Whether you’re designing for a print or online publication, many rules are the same with the goal being legibility. If users can’t read it or don’t understand the hierarchy, you’re going to lose them. Trends in editorial design have run the gamut from over-the-top imagery and graphics, to sparsely inhabited pages of floating type in a sea of white space. And what works for one publication doesn’t work for another, so it’s completely subjective.
Designers Xavier Schoebel and Amélie Lecocq have plenty of experience working in publication design in France for cultural institutions like the Musée des Arts Décoratifs at the Louvre and Pompidou Center. Both teach graphic design—Xavier at LISAA, Institute of Applied Arts in Strasbourg, and Amelie at the Fine Arts of the University of Strasbourg. “Much of our work in editorial design revolves around cultural subjects, where we use illustrated charts and graphs to depict the information. For instance, what works for a children’s book, will not work in a fashion magazine,” Xavier explains.
Here, the duo, who also run their studio Collectif Ça va 2 Paire, share their predictions for five editorial design trends to watch for in 2018—many of which are tried and true.
We like to use contemporary typographic creations. For example, in the book, The North and the East Into World War I we use different type styles to create drama on the page. We like the mix between old historical font and new ones, that are more flexible.
Typography: Mix it Up
The old type rules about using only two or three type styles in editorial design are no longer relevant. In fact, it’s fun to mix and fuse different fonts to create a particular mood. “We like the mix between old historic fonts and modern fonts, that are more flexible,” Amelie notes. “Creating contemporary typographic design sometimes means combining old and new to create a timeless vibe.”
Color: Bright is Right
Bright, high contrasting colors can make the difference between a hum-drum layout and something that speaks to the masses. Xavier says, “Pairing a bright color with a pastel or grey tone, is a simple way to create depth and intrigue, similar to how vintage album covers were portrayed in the ’70s. There was a tendency to have bright illustrations or letters over less chromatic or black and white photos.” Oftentimes, the contrast contributed to the album’s narrative and intrigue.
Infographics are a useful tool to illustrate measurements and facts. They also add impact and color to otherwise boring information.
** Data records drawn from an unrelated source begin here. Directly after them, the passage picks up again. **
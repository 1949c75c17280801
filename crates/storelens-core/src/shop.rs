use serde::{Deserialize, Serialize};

/// Shop-level metadata fetched from a storefront's `shop.json` endpoint.
///
/// Shop metadata is decorative, not transactional: callers always receive a
/// usable value, degraded to domain-derived defaults when the fetch fails.
#[derive(Debug, Clone, Serialize, Deserialize)]
pub struct ShopInfo {
    /// Display name of the shop. Falls back to the domain.
    pub name: String,

    /// Shop description, empty when unknown.
    pub description: String,

    /// Shop currency code, `"USD"` when unknown.
    pub currency: String,

    /// The storefront domain this metadata describes.
    pub domain: String,

    /// Shop logo URL, when the storefront exposes one.
    pub logo: Option<String>,
}

impl ShopInfo {
    /// The fallback value returned when shop metadata cannot be fetched.
    #[must_use]
    pub fn degraded(shop_domain: &str) -> Self {
        Self {
            name: shop_domain.to_string(),
            description: String::new(),
            currency: "USD".to_string(),
            domain: shop_domain.to_string(),
            logo: None,
        }
    }
}
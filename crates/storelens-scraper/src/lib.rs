pub mod cache;
pub mod client;
pub mod error;
pub mod normalize;
pub mod retry;
pub mod scraper;
pub mod urls;

pub use cache::{CacheEntry, CacheStats, ProductCache};
pub use client::StorefrontClient;
pub use error::ScrapeError;
pub use normalize::{normalize_product, normalize_shop_info};
pub use retry::retry_with_backoff;
pub use scraper::{BatchOutcome, FailedScrape, ProductRequest, ScrapeOptions, Scraper};
pub use urls::{
    is_valid_storefront_url, parse_storefront_url, proxied_image_url, ParsedProductUrl,
};
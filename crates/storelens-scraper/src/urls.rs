//! Storefront URL validation, decomposition, and image-relay URL
//! construction.

use percent_encoding::{utf8_percent_encode, NON_ALPHANUMERIC};

/// Served by the rendering layer when a product has no usable image.
const PLACEHOLDER_IMAGE_PATH: &str = "/placeholder-product.jpg";

/// A product URL decomposed into its fetch key.
#[derive(Debug, Clone, PartialEq, Eq)]
pub struct ParsedProductUrl {
    pub shop_domain: String,
    pub product_handle: String,
}

/// `true` iff `url` is well-formed and either lives on a known
/// storefront-hosting domain or carries a product path segment.
#[must_use]
pub fn is_valid_storefront_url(url: &str) -> bool {
    let Ok(parsed) = reqwest::Url::parse(url) else {
        return false;
    };
    let host = parsed.host_str().unwrap_or_default();
    host.contains("myshopify.com") || host.contains("shopify.com") || parsed.path().contains("/products/")
}

/// Extracts `(shop_domain, product_handle)` from a product URL.
///
/// The handle is the path segment following `/products/`; query parameters
/// and fragments are ignored. Returns `None` for unparseable URLs and for
/// paths without a product segment.
#[must_use]
pub fn parse_storefront_url(url: &str) -> Option<ParsedProductUrl> {
    let parsed = reqwest::Url::parse(url).ok()?;
    let host = parsed.host_str()?;
    let shop_domain = match parsed.port() {
        Some(port) => format!("{host}:{port}"),
        None => host.to_owned(),
    };

    let mut segments = parsed.path_segments()?;
    while let Some(segment) = segments.next() {
        if segment == "products" {
            return segments
                .next()
                .filter(|handle| !handle.is_empty())
                .map(|handle| ParsedProductUrl {
                    shop_domain,
                    product_handle: handle.to_owned(),
                });
        }
    }
    None
}

/// Rewrites a third-party image URL into a same-origin relay URL so the
/// rendering layer never hot-links arbitrary image hosts.
///
/// Protocol-relative URLs are upgraded to `https://`. Site-relative paths
/// are returned unchanged — without a resolved origin they cannot be
/// proxied. An empty input maps to the placeholder image.
#[must_use]
pub fn proxied_image_url(original_url: &str, width: Option<u32>, height: Option<u32>) -> String {
    if original_url.is_empty() {
        return PLACEHOLDER_IMAGE_PATH.to_owned();
    }

    let absolute = if let Some(rest) = original_url.strip_prefix("//") {
        format!("https://{rest}")
    } else if original_url.starts_with('/') {
        return original_url.to_owned();
    } else {
        original_url.to_owned()
    };

    let mut relay = format!(
        "/image-proxy?url={}",
        utf8_percent_encode(&absolute, NON_ALPHANUMERIC)
    );
    if let Some(w) = width {
        relay.push_str(&format!("&w={w}"));
    }
    if let Some(h) = height {
        relay.push_str(&format!("&h={h}"));
    }
    relay
}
Images: Original vs. Stock
Stock photos are fine if you’re in a hurry or on a very tight budget, but original art is always best, and that’s a trend that’s never going to change—which is great for artists and photographers. Illustrators can take a story to a whole new level with their interpretation of the narrative. “It’s also fun to add headlines or drawings on top of photos—just be sure to get the photographer’s permission to do this if you’re not buying exclusive rights,” Amelie notes. “These graphic additions, can really add drama and perspective.” Of course, if you buy stock images, you don’t need permission to do that.
Here, we turned the grid into a pictorial element for an exhibition on the history of the historical library of the University of Strasbourg. We put blue line references in for the block of text in the grid because it echoes the layout of old books that you can find in this type of library.
Composition: Balancing text and images
Grids are always a starting point for any publication designer. Setting up the page, determining the width of columns, and how headlines will look on the page. “Oftentimes, designers will deconstruct a grid to create dynamism in a composition,” Xavier says. “For example, there is a tendency to use more space in the margins to put different types of information like a small photo that serves as a reference to the larger image found later in a publication.”
Print vs. Online publications
We’ve been hearing it for years: “Print is dead.” Well, it’s not. Granted, the number of print publications has drastically dwindled in the last decade, but people—especially artists and designers—crave the tactile experience when it comes to flipping through a magazine or newspaper. “For us, digital editions can not replace print, but it’s a great compliment,” Amelie notes. For instance, if you’re doing a limited print run, try using heavier sheets or different printing techniques, and then explain the process in the digital edition. Make them co-exist and work together.
Some of these trends aren’t new, but editorial design can be very experimental depending on your audience. As Xavier says, “It’s about finding a balance between different levels of text, photographs, and illustrations to create new visual conversations.”